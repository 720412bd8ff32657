use super::{ProviderAdapter, ProviderError};
use crate::config::S3Config;
use crate::layers::Layer;
use anyhow::Result;
use async_trait::async_trait;
use aws_config::BehaviorVersion;
use aws_sdk_s3::config::Builder as S3ConfigBuilder;
use aws_sdk_s3::primitives::ByteStream;
use aws_sdk_s3::types::{CompletedMultipartUpload, CompletedPart};
use aws_sdk_s3::Client as S3Client;
use bytes::Bytes;
use chrono::Utc;
use tracing::{debug, info, instrument, warn};
use uuid::Uuid;

/// Chunk backend on any S3-compatible endpoint (R2, MinIO, AWS, ...)
pub struct S3Provider {
    name: String,
    client: S3Client,
    bucket: String,
    config: S3Config,
}

impl S3Provider {
    pub async fn new(name: impl Into<String>, config: &S3Config) -> Result<Self> {
        let name = name.into();
        let aws_config = aws_config::defaults(BehaviorVersion::latest())
            .region(aws_config::Region::new(config.region.clone()))
            .load()
            .await;

        let mut s3_config_builder = S3ConfigBuilder::from(&aws_config);

        // Custom endpoint for R2/MinIO/LocalStack
        if let Some(ref endpoint_url) = config.endpoint_url {
            s3_config_builder = s3_config_builder.endpoint_url(endpoint_url);
        }

        if config.force_path_style {
            s3_config_builder = s3_config_builder.force_path_style(true);
        }

        let client = S3Client::from_conf(s3_config_builder.build());

        info!(
            provider = %name,
            bucket = %config.bucket,
            region = %config.region,
            "S3 provider initialized"
        );

        Ok(Self {
            name,
            client,
            bucket: config.bucket.clone(),
            config: config.clone(),
        })
    }

    fn write_err(&self, message: impl std::fmt::Display) -> ProviderError {
        ProviderError::Write {
            provider: self.name.clone(),
            message: message.to_string(),
        }
    }

    fn read_err(&self, message: impl std::fmt::Display) -> ProviderError {
        ProviderError::Read {
            provider: self.name.clone(),
            message: message.to_string(),
        }
    }

    async fn simple_upload(&self, key: &str, chunk: Bytes) -> Result<(), ProviderError> {
        self.client
            .put_object()
            .bucket(&self.bucket)
            .key(key)
            .body(ByteStream::from(chunk))
            .content_type("application/octet-stream")
            .send()
            .await
            .map_err(|e| self.write_err(e))?;
        Ok(())
    }

    async fn multipart_upload(&self, key: &str, chunk: Bytes) -> Result<(), ProviderError> {
        let create_response = self
            .client
            .create_multipart_upload()
            .bucket(&self.bucket)
            .key(key)
            .content_type("application/octet-stream")
            .send()
            .await
            .map_err(|e| self.write_err(e))?;

        let upload_id = create_response
            .upload_id()
            .ok_or_else(|| self.write_err("no upload id in response"))?
            .to_string();

        match self.upload_parts(key, &upload_id, chunk).await {
            Ok(()) => Ok(()),
            Err(e) => {
                if let Err(abort_err) = self
                    .client
                    .abort_multipart_upload()
                    .bucket(&self.bucket)
                    .key(key)
                    .upload_id(&upload_id)
                    .send()
                    .await
                {
                    warn!(key = %key, error = %abort_err, "Failed to abort multipart upload");
                }
                Err(e)
            }
        }
    }

    async fn upload_parts(&self, key: &str, upload_id: &str, chunk: Bytes) -> Result<(), ProviderError> {
        let part_size = self.config.part_size_bytes.max(1);
        let mut completed_parts = Vec::new();
        let mut part_number = 1;
        let mut offset = 0;

        while offset < chunk.len() {
            let end = (offset + part_size).min(chunk.len());
            let part = chunk.slice(offset..end);

            let response = self
                .client
                .upload_part()
                .bucket(&self.bucket)
                .key(key)
                .upload_id(upload_id)
                .part_number(part_number)
                .body(ByteStream::from(part))
                .send()
                .await
                .map_err(|e| self.write_err(e))?;

            completed_parts.push(
                CompletedPart::builder()
                    .part_number(part_number)
                    .e_tag(response.e_tag().unwrap_or_default())
                    .build(),
            );
            part_number += 1;
            offset = end;
        }

        let completed_upload = CompletedMultipartUpload::builder()
            .set_parts(Some(completed_parts))
            .build();

        self.client
            .complete_multipart_upload()
            .bucket(&self.bucket)
            .key(key)
            .upload_id(upload_id)
            .multipart_upload(completed_upload)
            .send()
            .await
            .map_err(|e| self.write_err(e))?;

        Ok(())
    }
}

/// Object key for a new chunk.
/// Format: chunks/{layer}/{date}/{uuid}
///
/// Date partitioning keeps bucket lifecycle rules simple.
fn chunk_key(layer: Layer, id: Uuid) -> String {
    format!(
        "chunks/{layer}/{date}/{id}",
        layer = layer.number(),
        date = Utc::now().format("%Y-%m-%d"),
        id = id
    )
}

#[async_trait]
impl ProviderAdapter for S3Provider {
    fn name(&self) -> &str {
        &self.name
    }

    #[instrument(skip(self, chunk), fields(provider = %self.name, size_bytes = chunk.len()))]
    async fn put(&self, layer: Layer, chunk: Bytes) -> Result<String, ProviderError> {
        let key = chunk_key(layer, Uuid::new_v4());

        if chunk.len() > self.config.multipart_threshold_bytes {
            self.multipart_upload(&key, chunk).await?;
        } else {
            self.simple_upload(&key, chunk).await?;
        }

        debug!(key = %key, "Chunk uploaded");
        Ok(key)
    }

    async fn get(&self, location: &str) -> Result<Bytes, ProviderError> {
        let response = self
            .client
            .get_object()
            .bucket(&self.bucket)
            .key(location)
            .send()
            .await
            .map_err(|e| {
                if e.as_service_error().map(|e| e.is_no_such_key()).unwrap_or(false) {
                    ProviderError::NotFound {
                        provider: self.name.clone(),
                        location: location.to_string(),
                    }
                } else {
                    self.read_err(e)
                }
            })?;

        let body = response
            .body
            .collect()
            .await
            .map_err(|e| self.read_err(e))?;
        Ok(body.into_bytes())
    }

    async fn delete(&self, location: &str) -> Result<(), ProviderError> {
        self.client
            .delete_object()
            .bucket(&self.bucket)
            .key(location)
            .send()
            .await
            .map_err(|e| self.write_err(e))?;

        debug!(key = %location, "Chunk deleted");
        Ok(())
    }
}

────────────────────

Work request: Would it be possible to reproduce all the entries exactly as they appear above?

Answer space:
repository 720412bd8ff32657
use super::{ProviderAdapter, ProviderError};
use crate::config::S3Config;
use crate::layers::Layer;
use anyhow::Result;
use async_trait::async_trait;
use aws_config::BehaviorVersion;
use aws_sdk_s3::config::Builder as S3ConfigBuilder;
use aws_sdk_s3::primitives::ByteStream;
use aws_sdk_s3::types::{CompletedMultipartUpload, CompletedPart};
use aws_sdk_s3::Client as S3Client;
use bytes::Bytes;
use chrono::Utc;
use tracing::{debug, info, instrument, warn};
use uuid::Uuid;

/// Chunk backend on any S3-compatible endpoint (R2, MinIO, AWS, ...)
pub struct S3Provider {
    name: String,
    client: S3Client,
    bucket: String,
    config: S3Config,
}

impl S3Provider {
    pub async fn new(name: impl Into<String>, config: &S3Config) -> Result<Self> {
        let name = name.into();
        let aws_config = aws_config::defaults(BehaviorVersion::latest())
            .region(aws_config::Region::new(config.region.clone()))
            .load()
            .await;

        let mut s3_config_builder = S3ConfigBuilder::from(&aws_config);

        // Custom endpoint for R2/MinIO/LocalStack
        if let Some(ref endpoint_url) = config.endpoint_url {
            s3_config_builder = s3_config_builder.endpoint_url(endpoint_url);
        }

        if config.force_path_style {
            s3_config_builder = s3_config_builder.force_path_style(true);
        }

        let client = S3Client::from_conf(s3_config_builder.build());

        info!(
            provider = %name,
            bucket = %config.bucket,
            region = %config.region,
            "S3 provider initialized"
        );

        Ok(Self {
            name,
            client,
            bucket: config.bucket.clone(),
            config: config.clone(),
        })
    }

    fn write_err(&self, message: impl std::fmt::Display) -> ProviderError {
        ProviderError::Write {
            provider: self.name.clone(),
            message: message.to_string(),
        }
    }

    fn read_err(&self, message: impl std::fmt::Display) -> ProviderError {
        ProviderError::Read {
            provider: self.name.clone(),
            message: message.to_string(),
        }
    }

    async fn simple_upload(&self, key: &str, chunk: Bytes) -> Result<(), ProviderError> {
        self.client
            .put_object()
            .bucket(&self.bucket)
            .key(key)
            .body(ByteStream::from(chunk))
            .content_type("application/octet-stream")
            .send()
            .await
            .map_err(|e| self.write_err(e))?;
        Ok(())
    }

    async fn multipart_upload(&self, key: &str, chunk: Bytes) -> Result<(), ProviderError> {
        let create_response = self
            .client
            .create_multipart_upload()
            .bucket(&self.bucket)
            .key(key)
            .content_type("application/octet-stream")
            .send()
            .await
            .map_err(|e| self.write_err(e))?;

        let upload_id = create_response
            .upload_id()
            .ok_or_else(|| self.write_err("no upload id in response"))?
            .to_string();

        match self.upload_parts(key, &upload_id, chunk).await {
            Ok(()) => Ok(()),
            Err(e) => {
                if let Err(abort_err) = self
                    .client
                    .abort_multipart_upload()
                    .bucket(&self.bucket)
                    .key(key)
                    .upload_id(&upload_id)
                    .send()
                    .await
                {
                    warn!(key = %key, error = %abort_err, "Failed to abort multipart upload");
                }
                Err(e)
            }
        }
    }

    async fn upload_parts(&self, key: &str, upload_id: &str, chunk: Bytes) -> Result<(), ProviderError> {
        let part_size = self.config.part_size_bytes.max(1);
        let mut completed_parts = Vec::new();
        let mut part_number = 1;
        let mut offset = 0;

        while offset < chunk.len() {
            let end = (offset + part_size).min(chunk.len());
            let part = chunk.slice(offset..end);

            let response = self
                .client
                .upload_part()
                .bucket(&self.bucket)
                .key(key)
                .upload_id(upload_id)
                .part_number(part_number)
                .body(ByteStream::from(part))
                .send()
                .await
                .map_err(|e| self.write_err(e))?;

            completed_parts.push(
                CompletedPart::builder()
                    .part_number(part_number)
                    .e_tag(response.e_tag().unwrap_or_default())
                    .build(),
            );
            part_number += 1;
            offset = end;
        }

        let completed_upload = CompletedMultipartUpload::builder()
            .set_parts(Some(completed_parts))
            .build();

        self.client
            .complete_multipart_upload()
            .bucket(&self.bucket)
            .key(key)
            .upload_id(upload_id)
            .multipart_upload(completed_upload)
            .send()
            .await
            .map_err(|e| self.write_err(e))?;

        Ok(())
    }
}

/// Object key for a new chunk.
/// Format: chunks/{layer}/{date}/{uuid}
///
/// Date partitioning keeps bucket lifecycle rules simple.
fn chunk_key(layer: Layer, id: Uuid) -> String {
    format!(
        "chunks/{layer}/{date}/{id}",
        layer = layer.number(),
        date = Utc::now().format("%Y-%m-%d"),
        id = id
    )
}

#[async_trait]
impl ProviderAdapter for S3Provider {
    fn name(&self) -> &str {
        &self.name
    }

    #[instrument(skip(self, chunk), fields(provider = %self.name, size_bytes = chunk.len()))]
    async fn put(&self, layer: Layer, chunk: Bytes) -> Result<String, ProviderError> {
        let key = chunk_key(layer, Uuid::new_v4());

        if chunk.len() > self.config.multipart_threshold_bytes {
            self.multipart_upload(&key, chunk).await?;
        } else {
            self.simple_upload(&key, chunk).await?;
        }

        debug!(key = %key, "Chunk uploaded");
        Ok(key)
    }

    async fn get(&self, location: &str) -> Result<Bytes, ProviderError> {
        let response = self
            .client
            .get_object()
            .bucket(&self.bucket)
            .key(location)
            .send()
            .await
            .map_err(|e| {
                if e.as_service_error().map(|e| e.is_no_such_key()).unwrap_or(false) {
                    ProviderError::NotFound {
                        provider: self.name.clone(),
                        location: location.to_string(),
                    }
                } else {
                    self.read_err(e)
                }
            })?;

        let body = response
            .body
            .collect()
            .await
            .map_err(|e| self.read_err(e))?;
        Ok(body.into_bytes())
    }

    async fn delete(&self, location: &str) -> Result<(), ProviderError> {
        self.client
            .delete_object()
            .bucket(&self.bucket)
            .key(location)
            .send()
            .await
            .map_err(|e| self.write_err(e))?;

        debug!(key = %location, "Chunk deleted");
        Ok(())
    }
}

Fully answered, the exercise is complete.